# Looking for beautiful music - New to Classical



## smfo00 (Nov 15, 2009)

Hey everyone, 

I have recently gotten into Classical Music but have found that my current taste is paticular and decently hard to catagorize - for me at least. I notice that I generally like to listen to Music from the Romantic Era, I find it a little more ease to understand and follow. 

Here is a small selection of Music that I have found has touched me in a most profound way. I would really like some help finding more music that has similar elements to these listed below....... I realize this is not an Opera forum but I figured I would throw Nessum Dorma in just incase someone had other suggestions in regard to Opera. Thanks so much everyone.

The first movement of "Moonlight Sonata"
"Fur Elise" 
Pathetique - Piano Sonata in C
Nessum Dorma


----------



## emiellucifuge (May 26, 2009)

Dont worry we enjoy Opera here too.

I like to see classical music and listen to them as whole pieces rather than indiviudal movements. So maybe the first things for you to do are to listen to the entire Moonlight sonata, and maybe watch (on dvd perhaps) the entire of Puccinis Turandot (Nesun Dorma is taken from here)


----------



## smfo00 (Nov 15, 2009)

Thats a good suggestion. However, I have listened to the whole of Turandot and found that I only really enjoyed Nessum Dorma.... I really am only looking for stand alone pieces that can be listened to, and enjoyed, out of context. Show stoppers are, I guess, what I am after here.


----------



## Aramis (Mar 1, 2009)

emiellucifuge said:


> I like to see classical music and listen to them as whole pieces rather than indiviudal movements.
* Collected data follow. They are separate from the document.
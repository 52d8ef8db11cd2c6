//! # elastic-model
//!
//! A fluent query builder that compiles into Elasticsearch request documents
//! and hydrates the returned hits into model instances.
//!
//! ## Features
//!
//! - **Fluent Builder**: `where_`, `where_between`, `where_time_between`, `order`, `limit`, `offset`
//! - **Operator Strings**: `>`, `>=`, `<`, `<=`, `=`, `like`, each negatable with `!`
//! - **Canned Queries**: `multi_match`, `fuzzy`, `ids`, `more_like_this`
//! - **Hydration**: hits become `Document<M>` values, or raw hits when no model is wanted
//! - **Pluggable Backends**: HTTP via `reqwest`, plus an in-memory searcher for tests
//! - **Configuration-Based**: index, hosts and defaults from YAML or `ES_*` variables
//!
//! ## Quick Start
//!
//! ```rust,ignore
//! use elastic_model::prelude::*;
//! use std::sync::Arc;
//!
//! #[derive(Debug, Clone, Default, Serialize, Deserialize)]
//! pub struct Article {
//!     pub id: u64,
//!     pub title: String,
//!     pub views: u64,
//! }
//!
//! impl_search_model!(Article, "articles", key = id);
//!
//! let config = ElasticConfig::from_env()?;
//! let searcher: Arc<dyn Searcher> = Arc::new(HttpSearcher::from_config(&config)?);
//! let articles = SearchIndex::<ModelHydrator<Article>>::for_model(searcher, &config);
//!
//! let popular = articles
//!     .query()
//!     .where_("views", ">=", 1000)?
//!     .where_("title", "like", "%rust%")?
//!     .order("views", "desc")
//!     .limit(10)
//!     .get()
//!     .await?;
//!
//! for article in popular {
//!     println!("{} ({:?})", article.title, article.score());
//! }
//! ```

pub mod config;
pub mod core;
pub mod entities;
pub mod storage;

/// Re-exports of commonly used types and traits
pub mod prelude {
    // === Query Building ===
    pub use crate::core::{
        clause::SortClause,
        document::{MoreLikeThis, QueryDocument},
        index::SearchIndex,
        query::{QueryBuilder, QueryDefaults},
    };

    // === Models & Hydration ===
    pub use crate::core::{
        hydrate::{Hydrator, ModelHydrator, RawHit, RawHydrator, ResultCollection},
        model::{Attributes, Document, DocumentMeta, Model},
    };

    // === Backends ===
    pub use crate::core::searcher::{SearchTarget, Searcher};
    pub use crate::storage::{HttpSearcher, InMemorySearcher};

    // === Errors ===
    pub use crate::core::error::{SearchError, SearchResult};

    // === Macros ===
    pub use crate::impl_search_model;

    // === Config ===
    pub use crate::config::ElasticConfig;

    // === External dependencies ===
    pub use async_trait::async_trait;
    pub use serde::{Deserialize, Serialize};
    pub use serde_json::{Value, json};
}
//! In-memory implementation of Searcher for testing and development
//!
//! Documents are kept per [`SearchTarget`] and compiled query documents are
//! evaluated directly against their `_source`. The subset of the DSL this
//! crate produces is supported:
//!
//! - `bool` with `must` / `must_not`
//! - `match` (token match on strings, equality otherwise)
//! - `wildcard` (`*` and `?`)
//! - `range` (`gt`, `gte`, `lt`, `lte` on numbers or strings)
//! - `ids`, `multi_match`, `fuzzy`, `match_all`
//!
//! Field names may use dots to reach nested objects. Every executed document
//! is recorded and can be inspected with [`InMemorySearcher::executed`].

use crate::core::document::QueryDocument;
use crate::core::error::{BackendError, SearchResult};
use crate::core::hydrate::{RawHit, RawResponse};
use crate::core::model::Attributes;
use crate::core::searcher::{SearchTarget, Searcher};
use async_trait::async_trait;
use serde_json::Value;
use std::cmp::Ordering;
use std::collections::HashMap;
use std::sync::{Arc, RwLock};

/// A document run through [`InMemorySearcher`]
#[derive(Debug, Clone, PartialEq)]
pub struct ExecutedQuery {
    pub target: SearchTarget,
    pub document: QueryDocument,
    pub count_only: bool,
}

/// In-memory searcher
///
/// Uses RwLock for thread-safe access.
#[derive(Clone, Default)]
pub struct InMemorySearcher {
    documents: Arc<RwLock<HashMap<SearchTarget, Vec<RawHit>>>>,
    executed: Arc<RwLock<Vec<ExecutedQuery>>>,
}

impl InMemorySearcher {
    pub fn new() -> Self {
        Self::default()
    }

    /// Store a document, replacing any previous one with the same id
    pub fn insert(
        &self,
        target: &SearchTarget,
        id: impl Into<String>,
        source: Attributes,
    ) -> SearchResult<()> {
        let id = id.into();
        let mut documents = self.documents.write().map_err(lock_error)?;
        let hits = documents.entry(target.clone()).or_default();

        let mut hit = RawHit::new(id.clone(), source);
        hit.index = Some(target.index.clone());
        if !target.doc_type.is_empty() {
            hit.doc_type = Some(target.doc_type.clone());
        }
        hit.version = Some(1);

        match hits.iter_mut().find(|h| h.id.as_deref() == Some(id.as_str())) {
            Some(existing) => {
                hit.version = existing.version.map(|v| v + 1);
                *existing = hit;
            }
            None => hits.push(hit),
        }

        Ok(())
    }

    /// Store a document given as a JSON object
    pub fn insert_json(
        &self,
        target: &SearchTarget,
        id: impl Into<String>,
        source: Value,
    ) -> SearchResult<()> {
        let source: Attributes = serde_json::from_value(source)?;
        self.insert(target, id, source)
    }

    /// Documents executed so far, oldest first
    pub fn executed(&self) -> SearchResult<Vec<ExecutedQuery>> {
        let executed = self.executed.read().map_err(lock_error)?;
        Ok(executed.clone())
    }

    /// The most recently executed document
    pub fn last_document(&self) -> SearchResult<Option<QueryDocument>> {
        let executed = self.executed.read().map_err(lock_error)?;
        Ok(executed.last().map(|e| e.document.clone()))
    }

    fn record(
        &self,
        target: &SearchTarget,
        document: &QueryDocument,
        count_only: bool,
    ) -> SearchResult<()> {
        let mut executed = self.executed.write().map_err(lock_error)?;
        executed.push(ExecutedQuery {
            target: target.clone(),
            document: document.clone(),
            count_only,
        });
        Ok(())
    }

    fn matching(&self, target: &SearchTarget, query: &Value) -> SearchResult<Vec<RawHit>> {
        let documents = self.documents.read().map_err(lock_error)?;
        let Some(hits) = documents.get(target) else {
            return Ok(Vec::new());
        };

        let mut matched = Vec::new();
        for hit in hits {
            if evaluate(query, hit)? {
                matched.push(hit.clone());
            }
        }
        Ok(matched)
    }
}

#[async_trait]
impl Searcher for InMemorySearcher {
    async fn execute(
        &self,
        target: &SearchTarget,
        document: &QueryDocument,
    ) -> SearchResult<RawResponse> {
        self.record(target, document, false)?;

        let mut hits = self.matching(target, &document.query)?;
        let total = hits.len() as u64;

        if let Some(sort) = &document.sort {
            hits.sort_by(|a, b| {
                for clause in sort {
                    let ordering = compare_missing_last(
                        lookup(&a.source, &clause.field),
                        lookup(&b.source, &clause.field),
                    );
                    let ordering = if clause.is_descending() {
                        ordering.reverse()
                    } else {
                        ordering
                    };
                    if ordering != Ordering::Equal {
                        return ordering;
                    }
                }
                Ordering::Equal
            });
        }

        let from = document.from.unwrap_or(0) as usize;
        let size = document.size.unwrap_or(10) as usize;
        let hits: Vec<RawHit> = hits.into_iter().skip(from).take(size).collect();

        Ok(RawResponse {
            took: Some(0),
            timed_out: false,
            total: Some(total),
            max_score: None,
            hits,
        })
    }

    async fn count(&self, target: &SearchTarget, document: &QueryDocument) -> SearchResult<u64> {
        self.record(target, document, true)?;
        Ok(self.matching(target, &document.query)?.len() as u64)
    }
}

fn lock_error<E: std::fmt::Display>(e: E) -> BackendError {
    BackendError::Unavailable {
        message: format!("in-memory store lock poisoned: {}", e),
    }
}

fn unsupported(kind: &str) -> BackendError {
    BackendError::UnsupportedQuery {
        kind: kind.to_string(),
    }
}

// ---------------------------------------------------------------------------
// Evaluation
// ---------------------------------------------------------------------------

fn evaluate(query: &Value, hit: &RawHit) -> SearchResult<bool> {
    let Some((kind, body)) = query.as_object().and_then(|o| o.iter().next()) else {
        return Err(unsupported("empty query").into());
    };

    match kind.as_str() {
        "match_all" => Ok(true),
        "bool" => {
            for clause in clauses(body, "must") {
                if !evaluate(clause, hit)? {
                    return Ok(false);
                }
            }
            for clause in clauses(body, "must_not") {
                if evaluate(clause, hit)? {
                    return Ok(false);
                }
            }
            Ok(true)
        }
        "match" => Ok(field_entries(body)
            .iter()
            .all(|(field, expected)| text_matches(lookup(&hit.source, field), expected))),
        "wildcard" => Ok(field_entries(body).iter().all(|(field, pattern)| {
            match (lookup(&hit.source, field), pattern.as_str()) {
                (Some(Value::String(s)), Some(p)) => wildcard_matches(p, s),
                (Some(other), Some(p)) if !other.is_null() => {
                    wildcard_matches(p, &other.to_string())
                }
                _ => false,
            }
        })),
        "range" => Ok(field_entries(body)
            .iter()
            .all(|(field, bounds)| range_matches(lookup(&hit.source, field), bounds))),
        "ids" => {
            let values = body.get("values").and_then(Value::as_array);
            Ok(values.is_some_and(|values| {
                values.iter().any(|v| {
                    let wanted = match v {
                        Value::String(s) => s.clone(),
                        other => other.to_string(),
                    };
                    hit.id.as_deref() == Some(wanted.as_str())
                })
            }))
        }
        "multi_match" => {
            let expected = body.get("query").cloned().unwrap_or(Value::Null);
            let fields = body.get("fields").and_then(Value::as_array);
            Ok(fields.is_some_and(|fields| {
                fields
                    .iter()
                    .filter_map(Value::as_str)
                    .any(|field| text_matches(lookup(&hit.source, field), &expected))
            }))
        }
        "fuzzy" => Ok(field_entries(body).iter().all(|(field, clause)| {
            let (value, fuzziness) = match clause {
                Value::Object(o) => (
                    o.get("value").and_then(Value::as_str).unwrap_or_default(),
                    o.get("fuzziness").cloned().unwrap_or(Value::Null),
                ),
                Value::String(s) => (s.as_str(), Value::Null),
                _ => ("", Value::Null),
            };
            fuzzy_matches(lookup(&hit.source, field), value, &fuzziness)
        })),
        other => Err(unsupported(other).into()),
    }
}

fn clauses<'a>(body: &'a Value, key: &str) -> Vec<&'a Value> {
    match body.get(key) {
        Some(Value::Array(items)) => items.iter().collect(),
        Some(Value::Object(_)) => body.get(key).into_iter().collect(),
        _ => Vec::new(),
    }
}

fn field_entries(body: &Value) -> Vec<(&String, &Value)> {
    body.as_object()
        .map(|o| o.iter().collect())
        .unwrap_or_default()
}

/// Resolve a possibly dotted field path inside `_source`
fn lookup<'a>(source: &'a Attributes, field: &str) -> Option<&'a Value> {
    if let Some(value) = source.get(field) {
        return Some(value);
    }

    let mut parts = field.split('.');
    let mut current = source.get(parts.next()?)?;
    for part in parts {
        current = current.get(part)?;
    }
    Some(current)
}

fn tokens(text: &str) -> Vec<String> {
    text.split(|c: char| !c.is_alphanumeric())
        .filter(|t| !t.is_empty())
        .map(str::to_lowercase)
        .collect()
}

fn text_matches(actual: Option<&Value>, expected: &Value) -> bool {
    match (actual, expected) {
        (Some(Value::Array(items)), _) => items.iter().any(|item| text_matches(Some(item), expected)),
        (Some(Value::String(actual)), Value::String(expected)) => {
            let haystack = tokens(actual);
            tokens(expected).iter().any(|t| haystack.contains(t))
        }
        (Some(actual), expected) => compare(actual, expected) == Some(Ordering::Equal),
        (None, _) => false,
    }
}

fn range_matches(actual: Option<&Value>, bounds: &Value) -> bool {
    let Some(actual) = actual else {
        return false;
    };
    let Some(bounds) = bounds.as_object() else {
        return false;
    };

    bounds.iter().all(|(key, limit)| {
        let ordering = compare(actual, limit);
        match key.as_str() {
            "gt" => ordering == Some(Ordering::Greater),
            "gte" => matches!(ordering, Some(Ordering::Greater | Ordering::Equal)),
            "lt" => ordering == Some(Ordering::Less),
            "lte" => matches!(ordering, Some(Ordering::Less | Ordering::Equal)),
            // time_zone, format, boost...
            _ => true,
        }
    })
}

fn compare(a: &Value, b: &Value) -> Option<Ordering> {
    match (a, b) {
        (Value::Number(x), Value::Number(y)) => x.as_f64()?.partial_cmp(&y.as_f64()?),
        (Value::String(x), Value::String(y)) => Some(x.cmp(y)),
        (Value::Bool(x), Value::Bool(y)) => Some(x.cmp(y)),
        (Value::Number(x), Value::String(y)) => x.as_f64()?.partial_cmp(&y.parse::<f64>().ok()?),
        (Value::String(x), Value::Number(y)) => x.parse::<f64>().ok()?.partial_cmp(&y.as_f64()?),
        (Value::Null, Value::Null) => Some(Ordering::Equal),
        _ => None,
    }
}

fn compare_missing_last(a: Option<&Value>, b: Option<&Value>) -> Ordering {
    match (a, b) {
        (Some(a), Some(b)) => compare(a, b).unwrap_or(Ordering::Equal),
        (Some(_), None) => Ordering::Less,
        (None, Some(_)) => Ordering::Greater,
        (None, None) => Ordering::Equal,
    }
}

/// Glob match with `*` (any run) and `?` (any single char)
fn wildcard_matches(pattern: &str, text: &str) -> bool {
    let p: Vec<char> = pattern.chars().collect();
    let t: Vec<char> = text.chars().collect();
    let (mut pi, mut ti) = (0, 0);
    let mut star: Option<(usize, usize)> = None;

    while ti < t.len() {
        if pi < p.len() && (p[pi] == '?' || p[pi] == t[ti]) {
            pi += 1;
            ti += 1;
        } else if pi < p.len() && p[pi] == '*' {
            star = Some((pi, ti));
            pi += 1;
        } else if let Some((sp, st)) = star {
            pi = sp + 1;
            ti = st + 1;
            star = Some((sp, st + 1));
        } else {
            return false;
        }
    }

    p[pi..].iter().all(|c| *c == '*')
}

fn fuzzy_matches(actual: Option<&Value>, expected: &str, fuzziness: &Value) -> bool {
    let Some(Value::String(actual)) = actual else {
        return false;
    };
    let expected = expected.to_lowercase();
    let auto = || match expected.chars().count() {
        0..=2 => 0,
        3..=5 => 1,
        _ => 2,
    };
    let max_edits = match fuzziness {
        Value::Number(n) => n.as_u64().map(|n| n as usize).unwrap_or_else(auto),
        Value::String(s) => s.parse::<usize>().unwrap_or_else(|_| auto()),
        _ => auto(),
    };

    tokens(actual)
        .iter()
        .any(|token| levenshtein(token, &expected) <= max_edits)
}

fn levenshtein(a: &str, b: &str) -> usize {
    let b: Vec<char> = b.chars().collect();
    let mut previous: Vec<usize> = (0..=b.len()).collect();

    for (i, ca) in a.chars().enumerate() {
        let mut current = vec![i + 1; b.len() + 1];
        for (j, cb) in b.iter().enumerate() {
            let cost = usize::from(ca != *cb);
            current[j + 1] = (previous[j] + cost)
                .min(previous[j + 1] + 1)
                .min(current[j] + 1);
        }
        previous = current;
    }

    previous[b.len()]
}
So maybe the first things for you to do are to listen to the entire Moonlight sonata, and maybe watch (on dvd perhaps) the entire of Puccinis Turandot (Nesun Dorma is taken from here)


The only one good advice possible.

When someone new to classical music asks for recommendations and gives few famous pieces as examples of what he likes - giving him another bunch of famous pieces is like taking him away from chance to became real listener.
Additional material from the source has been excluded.